Capital Ob/Gyn, Sacramento, CA, USA.
Clinical and Translational Science Center, University of California, Davis Health, Sacramento, CA, USA.
J Hum Lact. 2023 Feb;39(1):158-167. doi: 10.1177/08903344221108384. Epub 2022 Jul 4.
There continues to be controversy regarding the simultaneous encouragement of both breastfeeding and immediate postpartum contraception.

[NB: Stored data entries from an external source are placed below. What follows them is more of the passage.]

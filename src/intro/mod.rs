//! Intro sequencing: the splash shown before the main site.
//!
//! On mount the controller decides from the stored preference, the seen
//! flags, and the reduced-motion signal whether the intro shows. If it does,
//! the sequencer walks `boot → identity → exit → complete`, typing the boot
//! script, and the user can skip from `boot` or `identity` at any time.

pub mod controller;
pub mod events;
pub mod preference;
pub mod script;
pub mod sequencer;
pub mod site;
pub mod state;
pub mod timer;
pub mod typing;

pub use controller::IntroStateController;
pub use events::IntroEvent;
pub use preference::{IntroPreference, MotionQuery, SeenFlags, StaticMotion};
pub use script::{LineStatus, TerminalLine};
pub use sequencer::{IntroHandle, IntroSnapshot, Key};
pub use site::IntroSite;
pub use state::{ExitReason, IntroVisibility, Phase};
pub use timer::TimerSet;
pub use typing::TypingLineScheduler;
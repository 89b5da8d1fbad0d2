//! Boot script data: the terminal lines typed out during the boot phase.

use std::time::Duration;

use serde::{Deserialize, Serialize};

/// Color/status class of a terminal line.
#[derive(Debug, Clone, Copy, PartialEq, Eq, Default, Serialize, Deserialize)]
#[serde(rename_all = "snake_case")]
pub enum LineStatus {
    Loading,
    Success,
    #[default]
    Info,
}

/// One line of the boot script.
#[derive(Debug, Clone, PartialEq, Eq, Serialize, Deserialize)]
pub struct TerminalLine {
    pub id: String,
    pub text: String,
    /// Delay from sequence start before this line begins typing.
    pub start_delay_ms: u64,
    #[serde(default)]
    pub status: LineStatus,
}

impl TerminalLine {
    pub fn new(id: &str, text: &str, start_delay_ms: u64, status: LineStatus) -> Self {
        Self {
            id: id.to_string(),
            text: text.to_string(),
            start_delay_ms,
            status,
        }
    }

    pub fn start_delay(&self) -> Duration {
        Duration::from_millis(self.start_delay_ms)
    }

    /// Number of reveal steps (Unicode scalar values, not bytes).
    pub fn char_len(&self) -> usize {
        self.text.chars().count()
    }

    /// Offset from sequence start at which the last character is revealed.
    pub fn completes_at(&self, cadence: Duration) -> Duration {
        self.start_delay() + cadence * self.char_len() as u32
    }

    /// The first `n` characters of the line.
    pub fn prefix(&self, n: usize) -> String {
        self.text.chars().take(n).collect()
    }
}

/// The script shown on the original site.
pub fn reference_script() -> Vec<TerminalLine> {
    vec![
        TerminalLine::new("1", "> INITIALIZING SYSTEM...", 0, LineStatus::Loading),
        TerminalLine::new("2", "> LOADING PORTFOLIO v2.0", 600, LineStatus::Loading),
        TerminalLine::new("3", "> ESTABLISHING CONNECTION...", 1200, LineStatus::Loading),
        TerminalLine::new("4", "> DECRYPTING ASSETS...", 1800, LineStatus::Loading),
        TerminalLine::new("5", "> STATUS: ONLINE", 2400, LineStatus::Success),
    ]
}

/// Offset of the latest line completion; zero for an empty script.
pub fn script_duration(script: &[TerminalLine], cadence: Duration) -> Duration {
    script
        .iter()
        .map(|line| line.completes_at(cadence))
        .max()
        .unwrap_or(Duration::ZERO)
}
//! Intro Sequencer: the splash/boot-sequence intro state machine.

pub mod config;
pub mod error;
pub mod intro;
pub mod render;
pub mod routes;
pub mod store;
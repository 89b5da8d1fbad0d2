use std::sync::Arc;

use tokio::io::{AsyncBufReadExt, BufReader};
use tower_http::cors::CorsLayer;

use intro_sequencer::config::{IntroConfig, ServerConfig};
use intro_sequencer::intro::{IntroEvent, IntroSite, Key, Phase, StaticMotion};
use intro_sequencer::render::{BootScreen, Redraw};
use intro_sequencer::routes::intro_routes;
use intro_sequencer::store::{MemoryStore, PreferenceStore, open_durable_store};

#[tokio::main]
async fn main() -> intro_sequencer::error::Result<()> {
    tracing_subscriber::fmt()
        .with_env_filter(
            tracing_subscriber::EnvFilter::try_from_default_env()
                .unwrap_or_else(|_| tracing_subscriber::EnvFilter::new("info")),
        )
        .with_target(false)
        .with_writer(std::io::stderr)
        .init();

    let server_config = ServerConfig::from_env()?;
    let intro_config = IntroConfig::from_env()?;

    eprintln!("Intro Sequencer v{}", env!("CARGO_PKG_VERSION"));
    eprintln!("   Store: {}", server_config.db_path.display());
    eprintln!("   HTTP: http://0.0.0.0:{}/api/intro/status", server_config.http_port);
    eprintln!("   Events: ws://0.0.0.0:{}/ws/intro", server_config.http_port);
    eprintln!("   Press Enter to skip.\n");

    // ── Store ───────────────────────────────────────────────────────────
    // Session-scoped flags live as long as this process.
    let durable = open_durable_store(&server_config.db_path).await;
    let store = PreferenceStore::new(durable, MemoryStore::new());

    // ── Intro ───────────────────────────────────────────────────────────
    let motion = Arc::new(StaticMotion(server_config.reduced_motion));
    let site = IntroSite::new(store, motion, intro_config).await;
    let mut events = site.subscribe();

    // ── HTTP / WS ───────────────────────────────────────────────────────
    let app = intro_routes(Arc::clone(&site)).layer(CorsLayer::permissive());
    let port = server_config.http_port;
    tokio::spawn(async move {
        let listener = match tokio::net::TcpListener::bind(format!("0.0.0.0:{port}")).await {
            Ok(l) => l,
            Err(e) => {
                tracing::error!(port, "Failed to bind intro server: {}", e);
                return;
            }
        };
        tracing::info!(port, "Intro server started");
        axum::serve(listener, app).await.ok();
    });

    // ── Keyboard ────────────────────────────────────────────────────────
    {
        let site = Arc::clone(&site);
        tokio::spawn(async move {
            let mut lines = BufReader::new(tokio::io::stdin()).lines();
            loop {
                match lines.next_line().await {
                    Ok(Some(line)) => {
                        site.key_pressed(Key::from(line.trim())).await;
                    }
                    Ok(None) => break,
                    Err(e) => {
                        tracing::error!("Error reading stdin: {}", e);
                        break;
                    }
                }
            }
        });
    }

    // ── Terminal renderer ───────────────────────────────────────────────
    let snapshot = site.snapshot().await;
    if snapshot.phase == Phase::Complete {
        eprintln!("(intro not shown: preference {})", snapshot.preference);
    } else {
        render(&mut events).await;
    }

    eprintln!("\nWelcome. Serving intro state until Ctrl-C.");
    tokio::signal::ctrl_c().await?;
    Ok(())
}

/// Draw events until the overlay is gone.
async fn render(events: &mut tokio::sync::broadcast::Receiver<IntroEvent>) {
    let mut stderr = std::io::stderr();
    let mut screen = BootScreen::new();
    loop {
        let event = match events.recv().await {
            Ok(event) => event,
            Err(tokio::sync::broadcast::error::RecvError::Lagged(_)) => continue,
            Err(tokio::sync::broadcast::error::RecvError::Closed) => return,
        };
        let drawn = match screen.apply(&event) {
            Redraw::None => Ok(()),
            Redraw::Boot => screen.draw(&mut stderr),
            Redraw::Append(lines) => screen.append(&mut stderr, &lines),
            Redraw::Done => return,
        };
        if let Err(e) = drawn {
            tracing::warn!("Failed to draw intro: {}", e);
            return;
        }
    }
}
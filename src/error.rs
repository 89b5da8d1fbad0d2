//! Error types for the intro sequencer.

/// Top-level error type.
#[derive(Debug, thiserror::Error)]
pub enum Error {
    #[error("Configuration error: {0}")]
    Config(#[from] ConfigError),

    #[error("Storage error: {0}")]
    Storage(#[from] StorageError),

    #[error("Sequencer error: {0}")]
    Sequencer(#[from] SequencerError),

    #[error("IO error: {0}")]
    Io(#[from] std::io::Error),
}

/// Configuration-related errors.
#[derive(Debug, thiserror::Error)]
pub enum ConfigError {
    #[error("Invalid configuration value for {key}: {message}")]
    InvalidValue { key: String, message: String },

    #[error("IO error: {0}")]
    Io(#[from] std::io::Error),
}

/// Key/value storage errors.
///
/// These never reach the intro controller; the preference layer logs them
/// and falls back to defaults.
#[derive(Debug, thiserror::Error)]
pub enum StorageError {
    #[error("Storage unavailable: {0}")]
    Unavailable(String),

    #[error("Connection error: {0}")]
    Pool(String),

    #[error("Query failed: {0}")]
    Query(String),

    #[error("Migration failed: {0}")]
    Migration(String),
}

/// Errors surfaced by the phase sequencer handle.
#[derive(Debug, thiserror::Error)]
pub enum SequencerError {
    #[error("Intro sequence is no longer mounted")]
    Unmounted,

    #[error("Intro cannot be skipped during {0}")]
    SkipUnavailable(crate::intro::Phase),

    #[error("Unknown intro preference: {0}")]
    UnknownPreference(String),
}

/// Result type alias for the crate.
pub type Result<T> = std::result::Result<T, Error>;
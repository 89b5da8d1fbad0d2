//! `KeyValueStore`, the string key/value contract behind intro persistence.

use async_trait::async_trait;

use crate::error::StorageError;

/// Backend-agnostic string key/value store.
///
/// One instance backs durable values, another backs session-scoped values.
#[async_trait]
pub trait KeyValueStore: Send + Sync {
    /// Read a value.
    async fn get(&self, key: &str) -> Result<Option<String>, StorageError>;

    /// Insert or overwrite a value.
    async fn set(&self, key: &str, value: &str) -> Result<(), StorageError>;

    /// Delete a value. Returns whether it existed.
    async fn remove(&self, key: &str) -> Result<bool, StorageError>;

    /// Delete every value (ends a session for session-scoped stores).
    async fn clear(&self) -> Result<(), StorageError>;
}
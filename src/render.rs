//! Terminal rendering of intro events.
//!
//! Boot lines type concurrently (a line starts before the previous one has
//! finished), so each line is tracked by id and the whole block is redrawn
//! in place on every change.

use std::io::Write;

use crate::intro::{IntroEvent, LineStatus, Phase};

const CLEAR_LINE: &str = "\x1b[2K";

#[derive(Debug, Clone, PartialEq, Eq)]
struct ScreenLine {
    id: String,
    text: String,
    status: LineStatus,
    done: bool,
}

/// What the renderer should do after applying an event.
#[derive(Debug, Clone, PartialEq, Eq)]
pub enum Redraw {
    /// Nothing visible changed.
    None,
    /// Redraw the boot block.
    Boot,
    /// Print these lines below the boot block.
    Append(Vec<String>),
    /// The overlay is gone; stop rendering.
    Done,
}

/// The boot block as it currently appears on screen.
#[derive(Debug, Default)]
pub struct BootScreen {
    lines: Vec<ScreenLine>,
    drawn: usize,
}

impl BootScreen {
    pub fn new() -> Self {
        Self::default()
    }

    /// Fold one event into the screen state.
    pub fn apply(&mut self, event: &IntroEvent) -> Redraw {
        match event {
            IntroEvent::LineStarted { id, status } => {
                if self.line_mut(id).is_none() {
                    self.lines.push(ScreenLine {
                        id: id.clone(),
                        text: String::new(),
                        status: *status,
                        done: false,
                    });
                }
                Redraw::Boot
            }
            IntroEvent::LineRevealed { id, text } => {
                // The start event may predate the subscription.
                match self.line_mut(id) {
                    Some(line) => line.text.clone_from(text),
                    None => self.lines.push(ScreenLine {
                        id: id.clone(),
                        text: text.clone(),
                        status: LineStatus::default(),
                        done: false,
                    }),
                }
                Redraw::Boot
            }
            IntroEvent::LineCompleted { id, status } => match self.line_mut(id) {
                Some(line) => {
                    line.status = *status;
                    line.done = true;
                    Redraw::Boot
                }
                None => Redraw::None,
            },
            IntroEvent::IdentityRevealed { identity } => Redraw::Append(vec![
                String::new(),
                format!("    {}", identity.name),
                format!("    {}", identity.role),
                format!("    {}", identity.tagline),
            ]),
            IntroEvent::PhaseChanged {
                phase: Phase::Exit, ..
            } => Redraw::Append(vec![String::new()]),
            IntroEvent::VisibilityChanged {
                should_show: false, ..
            } => Redraw::Done,
            _ => Redraw::None,
        }
    }

    /// Current text of every started line, in start order.
    pub fn rendered(&self) -> Vec<String> {
        self.lines
            .iter()
            .map(|line| {
                let mark = if line.done && line.status == LineStatus::Success {
                    " ✓"
                } else {
                    ""
                };
                format!("  > {}{}", line.text, mark)
            })
            .collect()
    }

    /// Write the boot block over its previous rendering.
    pub fn draw(&mut self, out: &mut impl Write) -> std::io::Result<()> {
        if self.drawn > 0 {
            write!(out, "\x1b[{}A", self.drawn)?;
        }
        let rendered = self.rendered();
        for line in &rendered {
            writeln!(out, "\r{CLEAR_LINE}{line}")?;
        }
        self.drawn = rendered.len();
        out.flush()
    }

    /// Write lines below the boot block; they are never redrawn.
    pub fn append(&mut self, out: &mut impl Write, lines: &[String]) -> std::io::Result<()> {
        for line in lines {
            writeln!(out, "{line}")?;
        }
        // Anything printed below the block would be overwritten by a redraw.
        self.lines.clear();
        self.drawn = 0;
        out.flush()
    }

    fn line_mut(&mut self, id: &str) -> Option<&mut ScreenLine> {
        self.lines.iter_mut().find(|line| line.id == id)
    }
}
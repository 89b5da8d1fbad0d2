//! In-memory key/value store.
//!
//! Backs session-scoped values for the lifetime of the process, and stands in
//! for the durable store in tests.

use std::collections::HashMap;
use std::sync::Arc;
use std::sync::atomic::{AtomicBool, AtomicUsize, Ordering};

use async_trait::async_trait;
use tokio::sync::RwLock;

use super::traits::KeyValueStore;
use crate::error::StorageError;

/// `HashMap`-backed store.
#[derive(Default)]
pub struct MemoryStore {
    values: RwLock<HashMap<String, String>>,
    unavailable: AtomicBool,
    writes: AtomicUsize,
}

impl MemoryStore {
    pub fn new() -> Arc<Self> {
        Arc::new(Self::default())
    }

    /// A store whose every operation fails, like browser storage in privacy mode.
    pub fn unavailable() -> Arc<Self> {
        let store = Self::default();
        store.unavailable.store(true, Ordering::SeqCst);
        Arc::new(store)
    }

    /// Toggle failure mode at runtime.
    pub fn set_available(&self, available: bool) {
        self.unavailable.store(!available, Ordering::SeqCst);
    }

    /// Number of successful `set` calls so far.
    pub fn write_count(&self) -> usize {
        self.writes.load(Ordering::SeqCst)
    }

    /// Copy of the current contents.
    pub async fn snapshot(&self) -> HashMap<String, String> {
        self.values.read().await.clone()
    }

    fn check(&self) -> Result<(), StorageError> {
        if self.unavailable.load(Ordering::SeqCst) {
            return Err(StorageError::Unavailable("memory store disabled".to_string()));
        }
        Ok(())
    }
}

#[async_trait]
impl KeyValueStore for MemoryStore {
    async fn get(&self, key: &str) -> Result<Option<String>, StorageError> {
        self.check()?;
        Ok(self.values.read().await.get(key).cloned())
    }

    async fn set(&self, key: &str, value: &str) -> Result<(), StorageError> {
        self.check()?;
        self.values
            .write()
            .await
            .insert(key.to_string(), value.to_string());
        self.writes.fetch_add(1, Ordering::SeqCst);
        Ok(())
    }

    async fn remove(&self, key: &str) -> Result<bool, StorageError> {
        self.check()?;
        Ok(self.values.write().await.remove(key).is_some())
    }

    async fn clear(&self) -> Result<(), StorageError> {
        self.check()?;
        self.values.write().await.clear();
        Ok(())
    }
}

To explore postpartum women's perspectives about breastfeeding and their breastfeeding behaviors, while using one of three different hormonally systemic contraceptive methods immediately postpartum over a 6 month period of time.
This was a retrospective, longitudinal, three group comparative, secondary analysis of a prospective cohort study ( = 471) of immediate postpartum contraception. Breastfeeding, for this study, was defined as providing any human milk to the infant. Participants who chose one of three different hormonally systemic forms of contraception immediately postpartum (a long-acting hormonal reversible contraceptive ( = 200), depot medroxyprogesterone acetate 150 mg ( = 98), or a non-hormonal method ( = 173)) were compared at hospital discharge, 6 weeks, 3 months, and 6 months postpartum. The primary outcome was any breastfeeding at 6 months. Secondary outcomes included any and exclusive breastfeeding, concerns about breastfeeding while using contraception, and reasons for breastfeeding discontinuation.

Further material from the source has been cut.